What this task involves: Using the records provided below, locate and copy each line that contains the word "deserialize".

Recorded data:
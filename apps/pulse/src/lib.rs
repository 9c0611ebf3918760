//! # pulse
//!
//! The in-process caller around `pulse-core`: loads the engine's inputs from
//! files, computes a pulse, prints it and persists a snapshot.
//!
//! Every boundary failure degrades to a safe default before the engine runs:
//!
//! | Failure | Substitute |
//! |---------|------------|
//! | config | [`PulseConfig::default`](pulse_core::PulseConfig) |
//! | inventory | empty input, every type `missing` |
//! | events | no velocity (`steady`) |
//! | snapshot write | logged, result unaffected |

pub mod cli;
pub mod loader;
pub mod snapshot;
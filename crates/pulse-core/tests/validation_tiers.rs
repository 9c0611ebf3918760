//! # Validation Tier Tests (T0-T6)
//!
//! If ANY tier fails, the pulse is NOT reproducible.
//!
//! ## Tiers
//! - T0: Entity Health
//! - T1: Stage Gates
//! - T2: Action Ranking
//! - T3: Risk and Forecast
//! - T4: Signal Velocity
//! - T5: Determinism
//! - T6: Schema Fidelity

use pulse_core::{
    BusinessDriver, CoverageLevel, EntityDirective, EntityRecord, EntityType, GateMetric,
    GateOperator, GateSpec, OpenQuestion, ProjectPulse, PulseConfig, PulseEngine, PulseInput,
    PulseStage,
};

fn records(confirmed: usize, unconfirmed: usize, stale: usize) -> Vec<EntityRecord> {
    let mut out = vec![EntityRecord::new("confirmed_consultant", false); confirmed];
    out.extend(vec![EntityRecord::new("ai_generated", false); unconfirmed]);
    for record in out.iter_mut().take(stale) {
        record.is_stale = true;
    }
    out
}

/// A project mid-way through validation.
fn validation_project() -> PulseInput {
    let mut input = PulseInput::empty("acme-portal");
    let inventory = &mut input.entity_inventory;
    inventory.insert(EntityType::new("feature"), records(3, 4, 1));
    inventory.insert(EntityType::new("persona"), records(1, 2, 0));
    inventory.insert(EntityType::new("workflow"), records(0, 2, 0));
    inventory.insert(EntityType::new("workflow_step"), records(0, 4, 3));
    inventory.insert(EntityType::new("stakeholder"), records(0, 3, 0));
    input.business_drivers = vec![BusinessDriver::new("pain"), BusinessDriver::new("kpi")];
    input.open_questions = vec![OpenQuestion::new("critical"), OpenQuestion::new("medium")];
    input
}

// =============================================================================
// TIER T0: ENTITY HEALTH
// =============================================================================

mod t0_entity_health {
    use super::*;
    use pulse_core::health::decide_directive;

    /// T0.1: Every empty type is missing, grows and has zero rates.
    #[test]
    fn empty_types_are_missing() {
        let pulse = PulseEngine::default().compute(&validation_project());

        for health in pulse.health.values().filter(|h| h.count == 0) {
            assert_eq!(health.coverage, CoverageLevel::Missing);
            assert_eq!(health.directive, EntityDirective::Grow);
            assert_eq!(health.confirmation_rate, 0.0);
            assert_eq!(health.staleness_rate, 0.0);
        }
    }

    /// T0.2: The directive table is total and order-sensitive.
    #[test]
    fn directive_table_boundaries() {
        use CoverageLevel::*;
        use EntityDirective::*;

        let cases = [
            // (coverage, confirmation_rate, quality, expected)
            (Saturated, 0.0, 0.0, MergeOnly),
            (Saturated, 0.39, 0.2, MergeOnly),
            (Saturated, 1.0, 1.0, MergeOnly),
            (Adequate, 0.0, 0.0, Confirm),
            (Adequate, 0.39, 0.99, Confirm),
            (Adequate, 0.4, 0.0, Enrich),
            (Adequate, 0.4, 0.49, Enrich),
            (Adequate, 0.4, 0.5, Enrich),
            (Adequate, 0.69, 0.49, Enrich),
            (Adequate, 0.69, 0.9, Enrich),
            (Adequate, 0.7, 0.0, Stable),
            (Adequate, 0.7, 0.49, Stable),
            (Adequate, 1.0, 1.0, Stable),
            (Growing, 0.0, 0.0, Grow),
            (Growing, 1.0, 1.0, Grow),
            (Thin, 0.5, 0.5, Grow),
            (Missing, 0.0, 0.4, Grow),
        ];

        for (coverage, rate, quality, expected) in cases {
            assert_eq!(
                decide_directive(coverage, rate, quality),
                expected,
                "{coverage} rate={rate} quality={quality}"
            );
        }
    }

    /// T0.3: One audit line per entity type per pass.
    #[test]
    fn one_rule_per_type_per_pass() {
        let pulse = PulseEngine::default().compute(&PulseInput::empty("quiet"));
        let health_rules = pulse
            .rules_fired
            .iter()
            .filter(|r| r.starts_with("health["))
            .count();
        assert_eq!(health_rules, pulse.health.len());
    }

    /// T0.4: Scores stay within range.
    #[test]
    fn health_scores_in_range() {
        let pulse = PulseEngine::default().compute(&validation_project());
        for health in pulse.health.values() {
            assert!((0.0..=100.0).contains(&health.health_score));
            assert!((0.0..=1.0).contains(&health.quality));
            assert!((0.0..=1.0).contains(&health.freshness));
        }
    }
}

// =============================================================================
// TIER T1: STAGE GATES
// =============================================================================

mod t1_stage_gates {
    use super::*;

    /// T1.1: Two-gate transition with one gate met stays in discovery.
    #[test]
    fn one_of_two_gates() {
        let mut config = PulseConfig::default();
        config.transition_gates.discovery_to_validation = vec![
            GateSpec::new("feature", GateMetric::Count, GateOperator::Ge, 5.0, "5 features"),
            GateSpec::new("persona", GateMetric::Count, GateOperator::Ge, 2.0, "2 personas"),
        ];
        config.validate().expect("config");

        let mut input = PulseInput::empty("gates");
        input
            .entity_inventory
            .insert(EntityType::new("feature"), records(0, 5, 0));
        input
            .entity_inventory
            .insert(EntityType::new("persona"), records(0, 1, 0));

        let pulse = PulseEngine::new(config).compute(&input);
        assert_eq!(pulse.stage.current, PulseStage::Discovery);
        assert_eq!(pulse.stage.gates_met, 1);
        assert_eq!(pulse.stage.gates_total, 2);
        assert!(pulse.stage.gates[1].starts_with("[ ]"));
    }

    /// T1.2: Default gates move a qualifying project into validation.
    #[test]
    fn default_gates_reach_validation() {
        let pulse = PulseEngine::default().compute(&validation_project());
        assert_eq!(pulse.stage.current, PulseStage::Validation);
        assert_eq!(pulse.stage.next_stage, Some(PulseStage::Prototype));
        assert!(pulse.stage.gates_met < pulse.stage.gates_total);
        assert!(
            pulse
                .stage
                .blocking_entity_types
                .contains(&EntityType::new("questions"))
        );
    }

    /// T1.3: Known limitation: convergence and solution_flow always read 0,
    /// so the default gates never let a project past prototype.
    #[test]
    fn unwired_metrics_cap_stage_at_prototype() {
        let mut input = PulseInput::empty("saturated");
        for name in pulse_core::config::DEFAULT_ENTITY_TYPES {
            input
                .entity_inventory
                .insert(EntityType::new(name), records(50, 0, 0));
        }
        input.business_drivers = vec![BusinessDriver::new("pain"), BusinessDriver::new("goal")];

        let pulse = PulseEngine::default().compute(&input);
        assert_eq!(pulse.stage.current, PulseStage::Prototype);
        assert!(pulse.stage.current < PulseStage::Specification);
        assert_eq!(pulse.stage.gates_met, 2);
        assert_eq!(pulse.stage.gates_total, 3);
        assert!(pulse.stage.gates[0].starts_with("[ ] Prototype feedback has converged"));
    }

    /// T1.4: With no gates at all the walk ends at handoff.
    #[test]
    fn no_gates_reach_handoff() {
        let mut config = PulseConfig::default();
        config.transition_gates = pulse_core::TransitionGates::default();

        let pulse = PulseEngine::new(config).compute(&PulseInput::empty("free"));
        assert_eq!(pulse.stage.current, PulseStage::Handoff);
        assert_eq!(pulse.stage.next_stage, None);
        assert_eq!(pulse.stage.progress, 1.0);
        assert_eq!(pulse.forecast.prototype_readiness, 1.0);
    }
}

// =============================================================================
// TIER T2: ACTION RANKING
// =============================================================================

mod t2_action_ranking {
    use super::*;

    /// T2.1: At most five actions, sorted by impact.
    #[test]
    fn top_five_descending() {
        let pulse = PulseEngine::default().compute(&validation_project());
        assert!(pulse.actions.len() <= 5);
        for pair in pulse.actions.windows(2) {
            assert!(pair[0].impact_score >= pair[1].impact_score);
        }
        for action in &pulse.actions {
            assert!((0.0..=100.0).contains(&action.impact_score));
        }
    }

    /// T2.2: Critical questions always surface with impact 80.
    #[test]
    fn critical_question_action() {
        let pulse = PulseEngine::default().compute(&validation_project());
        let question = pulse
            .actions
            .iter()
            .find(|a| a.entity_type.is_none())
            .expect("critical question action");
        assert_eq!(question.impact_score, 80.0);
        assert_eq!(question.sentence, "Resolve 1 critical open question(s)");
    }

    /// T2.3: Types blocking the next transition are flagged.
    #[test]
    fn blocking_types_unblock_gates() {
        let pulse = PulseEngine::default().compute(&validation_project());
        for action in pulse.actions.iter().filter(|a| a.unblocks_gate) {
            let entity_type = action.entity_type.as_ref().expect("entity action");
            assert!(pulse.stage.is_blocking(entity_type));
        }
    }
}

// =============================================================================
// TIER T3: RISK AND FORECAST
// =============================================================================

mod t3_risk_forecast {
    use super::*;
    use pulse_core::RiskSummary;

    /// T3.1: Risk never exceeds 100.
    #[test]
    fn risk_capped() {
        let weights = PulseConfig::default().risk_weights;
        let summary = RiskSummary::from_counts(10, 10, 10, &weights);
        assert_eq!(summary.risk_score, 100.0);
    }

    /// T3.2: Risk factors counted from the project.
    #[test]
    fn risk_factors() {
        let pulse = PulseEngine::default().compute(&validation_project());
        // workflow_step: 3 of 4 stale.
        assert_eq!(pulse.risks.stale_clusters, 1);
        assert_eq!(pulse.risks.critical_questions, 1);
        // workflow_step (4) and stakeholder (3) have nothing confirmed.
        assert_eq!(pulse.risks.single_source_types, 2);
        assert_eq!(pulse.risks.contradictions, 0);
        assert_eq!(pulse.risks.risk_score, 10.0 + 15.0 + 16.0);
    }

    /// T3.3: Forecast indices are fractions.
    #[test]
    fn forecast_in_unit_range() {
        let pulse = PulseEngine::default().compute(&validation_project());
        let f = &pulse.forecast;
        for value in [
            f.prototype_readiness,
            f.spec_completeness,
            f.confidence_index,
            f.coverage_index,
        ] {
            assert!((0.0..=1.0).contains(&value), "{value}");
        }
        assert!(f.prototype_readiness >= 0.5);
    }
}

// =============================================================================
// TIER T4: SIGNAL VELOCITY
// =============================================================================

mod t4_velocity {
    use super::*;
    use pulse_core::{SignalVelocity, VelocityTrend};

    /// T4.1: Boundary ratios.
    #[test]
    fn trend_boundaries() {
        assert_eq!(SignalVelocity::from_counts(2, 3).trend, VelocityTrend::Accelerating);
        assert_eq!(SignalVelocity::from_counts(4, 2).trend, VelocityTrend::Stalling);
        assert_eq!(SignalVelocity::from_counts(0, 1).trend, VelocityTrend::Steady);
    }

    /// T4.2: Stalling shrinks targets for the computation only.
    #[test]
    fn stalling_scales_targets() {
        let engine = PulseEngine::default();
        let mut input = validation_project();
        input.velocity = Some(SignalVelocity::from_counts(4, 2));

        let pulse = engine.compute(&input);
        assert_eq!(pulse.stage.current, PulseStage::Validation);
        // Validation feature target 8 * 0.85 -> 6.
        assert_eq!(pulse.health[&EntityType::new("feature")].target, 6);
        assert!(pulse.rules_fired[0].starts_with("velocity: stalling"));
        // The engine's config is untouched.
        assert_eq!(
            engine
                .config()
                .target_for(PulseStage::Validation, &EntityType::new("feature")),
            8
        );
    }

    /// T4.3: Steady velocity leaves targets alone.
    #[test]
    fn steady_leaves_targets() {
        let mut input = validation_project();
        input.velocity = Some(SignalVelocity::from_counts(3, 3));
        let pulse = PulseEngine::default().compute(&input);
        assert_eq!(pulse.health[&EntityType::new("feature")].target, 8);
    }
}

// =============================================================================
// TIER T5: DETERMINISM
// =============================================================================

mod t5_determinism {
    use super::*;

    /// T5.1: Identical inputs produce identical prompts and audit logs.
    #[test]
    fn identical_inputs_identical_outputs() {
        let engine = PulseEngine::default();
        let input = validation_project();

        let first = engine.compute(&input);
        let second = engine.compute(&input.clone());

        assert_eq!(
            first.extraction_directive.rendered_prompt.as_bytes(),
            second.extraction_directive.rendered_prompt.as_bytes()
        );
        assert_eq!(first.rules_fired, second.rules_fired);
        assert_eq!(first, second);
    }

    /// T5.2: Inventory insertion order does not matter.
    #[test]
    fn insertion_order_irrelevant() {
        let forward = validation_project();
        let mut reversed = PulseInput::empty("acme-portal");
        for (k, v) in forward.entity_inventory.iter().rev() {
            reversed.entity_inventory.insert(k.clone(), v.clone());
        }
        reversed.business_drivers = forward.business_drivers.clone();
        reversed.open_questions = forward.open_questions.clone();

        let engine = PulseEngine::default();
        assert_eq!(engine.compute(&forward), engine.compute(&reversed));
    }
}

// =============================================================================
// TIER T6: SCHEMA FIDELITY
// =============================================================================

mod t6_schema {
    use super::*;

    /// T6.1: ProjectPulse survives a JSON round trip.
    #[test]
    fn pulse_json_round_trip() {
        let mut input = validation_project();
        input.velocity = Some(pulse_core::SignalVelocity::from_counts(1, 4));
        let pulse = PulseEngine::default().compute(&input);

        let json = serde_json::to_string(&pulse).expect("serialize");
        let back: ProjectPulse = serde_json::from_str(&json).expect("deserialize");
        assert_eq!(pulse, back);
    }

    /// T6.2: Config survives a JSON round trip and stays valid.
    #[test]
    fn config_json_round_trip() {
        let config = PulseConfig::default();
        let json = serde_json::to_string_pretty(&config).expect("serialize");
        let back: PulseConfig = serde_json::from_str(&json).expect("deserialize");
        assert_eq!(config, back);
        back.validate().expect("valid");
    }

    /// T6.3: Input accepts the `entities` key used by collaborators.
    #[test]
    fn input_accepts_entities_alias() {
        let json = r#"{
            "project_id": "p",
            "entities": {"feature": [{"confirmation_status": "confirmed", "is_stale": false}]},
            "open_questions": [{"priority": "critical"}]
        }"#;
        let input: PulseInput = serde_json::from_str(json).expect("deserialize");
        assert_eq!(input.entity_inventory[&EntityType::new("feature")].len(), 1);
        assert!(input.business_drivers.is_empty());
        assert!(input.velocity.is_none());
    }
}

Solved problem:
        let back: ProjectPulse = serde_json::from_str(&json).expect("deserialize");
        let back: PulseConfig = serde_json::from_str(&json).expect("deserialize");
        let input: PulseInput = serde_json::from_str(json).expect("deserialize");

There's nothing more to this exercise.